▶ **Exercise**
Work out how many lines in the data that follows contain "Mutex". Write nothing but the number.

▶ **Given records**
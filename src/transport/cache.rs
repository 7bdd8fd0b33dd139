//! Bounded connection cache keyed by destination locality.
//!
//! Every send leases a [`ConnectionHandle`] from the cache and returns it
//! afterwards. Capacity bounds the number of simultaneously leased
//! connections: an `acquire` beyond capacity waits up to the configured
//! timeout and then fails with [`BootError::ConnectionExhausted`] rather
//! than blocking its caller indefinitely. Released connections are kept on
//! a small per-destination idle list and reused by later leases; a
//! connection that failed mid-send is discarded, never recycled.

use std::collections::HashMap;
use std::sync::Arc;
use std::time::Duration;

use serde::{Deserialize, Serialize};
use tokio::sync::{Mutex, OwnedSemaphorePermit, Semaphore};
use tracing::debug;

use crate::constants::{DEFAULT_ACQUIRE_TIMEOUT, DEFAULT_CACHE_CAPACITY, DEFAULT_IDLE_PER_DESTINATION};
use crate::error::{BootError, ConnectionExhaustedSnafu};
use crate::locality::LocalityAddress;
use crate::transport::{Connection, Transport};

/// Capacity and timing bounds for the cache.
#[derive(Debug, Clone, PartialEq, Eq, Serialize, Deserialize)]
pub struct ConnectionCacheConfig {
    /// Maximum simultaneously leased connections.
    #[serde(default = "default_capacity")]
    pub capacity: usize,
    /// Bounded wait for a lease, in milliseconds.
    #[serde(default = "default_acquire_timeout_ms")]
    pub acquire_timeout_ms: u64,
    /// Idle connections retained per destination for reuse.
    #[serde(default = "default_idle_per_destination")]
    pub idle_per_destination: usize,
}

fn default_capacity() -> usize {
    DEFAULT_CACHE_CAPACITY
}

fn default_acquire_timeout_ms() -> u64 {
    DEFAULT_ACQUIRE_TIMEOUT.as_millis() as u64
}

fn default_idle_per_destination() -> usize {
    DEFAULT_IDLE_PER_DESTINATION
}

impl Default for ConnectionCacheConfig {
    fn default() -> Self {
        Self {
            capacity: default_capacity(),
            acquire_timeout_ms: default_acquire_timeout_ms(),
            idle_per_destination: default_idle_per_destination(),
        }
    }
}

impl ConnectionCacheConfig {
    /// Lease wait bound as a `Duration`.
    pub fn acquire_timeout(&self) -> Duration {
        Duration::from_millis(self.acquire_timeout_ms)
    }
}

/// A leased transport connection.
///
/// Return it with [`ConnectionCache::release`] after a successful send, or
/// [`ConnectionCache::discard`] after a failure. Dropping the handle frees
/// its capacity slot and closes the connection.
pub struct ConnectionHandle {
    dest: LocalityAddress,
    conn: Box<dyn Connection>,
    _permit: OwnedSemaphorePermit,
}

impl std::fmt::Debug for ConnectionHandle {
    fn fmt(&self, f: &mut std::fmt::Formatter<'_>) -> std::fmt::Result {
        f.debug_struct("ConnectionHandle")
            .field("dest", &self.dest)
            .finish_non_exhaustive()
    }
}

impl ConnectionHandle {
    /// Send one parcel payload over the leased connection.
    pub async fn send(&mut self, payload: &[u8]) -> Result<(), BootError> {
        self.conn.send(payload).await
    }

    /// The destination this lease is for.
    pub fn destination(&self) -> &LocalityAddress {
        &self.dest
    }
}

/// Bounded pool of reusable transport connections.
pub struct ConnectionCache {
    transport: Arc<dyn Transport>,
    config: ConnectionCacheConfig,
    permits: Arc<Semaphore>,
    idle: Mutex<HashMap<LocalityAddress, Vec<Box<dyn Connection>>>>,
}

impl ConnectionCache {
    /// Create a cache that dials through `transport`.
    pub fn new(transport: Arc<dyn Transport>, config: ConnectionCacheConfig) -> Self {
        let permits = Arc::new(Semaphore::new(config.capacity));
        Self {
            transport,
            config,
            permits,
            idle: Mutex::new(HashMap::new()),
        }
    }

    /// Lease a connection to `dest`, reusing an idle one when available.
    ///
    /// Waits at most the configured acquire timeout for a capacity slot.
    pub async fn acquire(&self, dest: &LocalityAddress) -> Result<ConnectionHandle, BootError> {
        let permit = match tokio::time::timeout(
            self.config.acquire_timeout(),
            Arc::clone(&self.permits).acquire_owned(),
        )
        .await
        {
            Ok(Ok(permit)) => permit,
            // Closed semaphore or expired wait both mean no slot within bound.
            Ok(Err(_)) | Err(_) => {
                return ConnectionExhaustedSnafu {
                    dest: dest.to_string(),
                    capacity: self.config.capacity,
                }
                .fail();
            }
        };

        let reused = self
            .idle
            .lock()
            .await
            .get_mut(dest)
            .and_then(|conns| conns.pop());

        let conn = match reused {
            Some(conn) => {
                debug!(dest = %dest, "reusing idle connection");
                conn
            }
            // Dial failure drops the permit and frees the slot.
            None => self.transport.connect(dest).await?,
        };

        Ok(ConnectionHandle {
            dest: dest.clone(),
            conn,
            _permit: permit,
        })
    }

    /// Return a healthy connection for reuse.
    ///
    /// The capacity slot is freed; the connection joins the idle list
    /// unless the per-destination bound is already met.
    pub async fn release(&self, handle: ConnectionHandle) {
        let ConnectionHandle { dest, conn, _permit } = handle;
        let mut idle = self.idle.lock().await;
        let slot = idle.entry(dest).or_default();
        if slot.len() < self.config.idle_per_destination {
            slot.push(conn);
        }
    }

    /// Drop a connection after a failure. It is closed, not recycled.
    pub fn discard(&self, handle: ConnectionHandle) {
        debug!(dest = %handle.dest, "discarding failed connection");
        drop(handle);
    }

    /// Configured capacity bound.
    pub fn capacity(&self) -> usize {
        self.config.capacity
    }

    /// Total idle connections currently cached.
    pub async fn idle_count(&self) -> usize {
        self.idle.lock().await.values().map(Vec::len).sum()
    }
}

▶ **Answer for the task**
3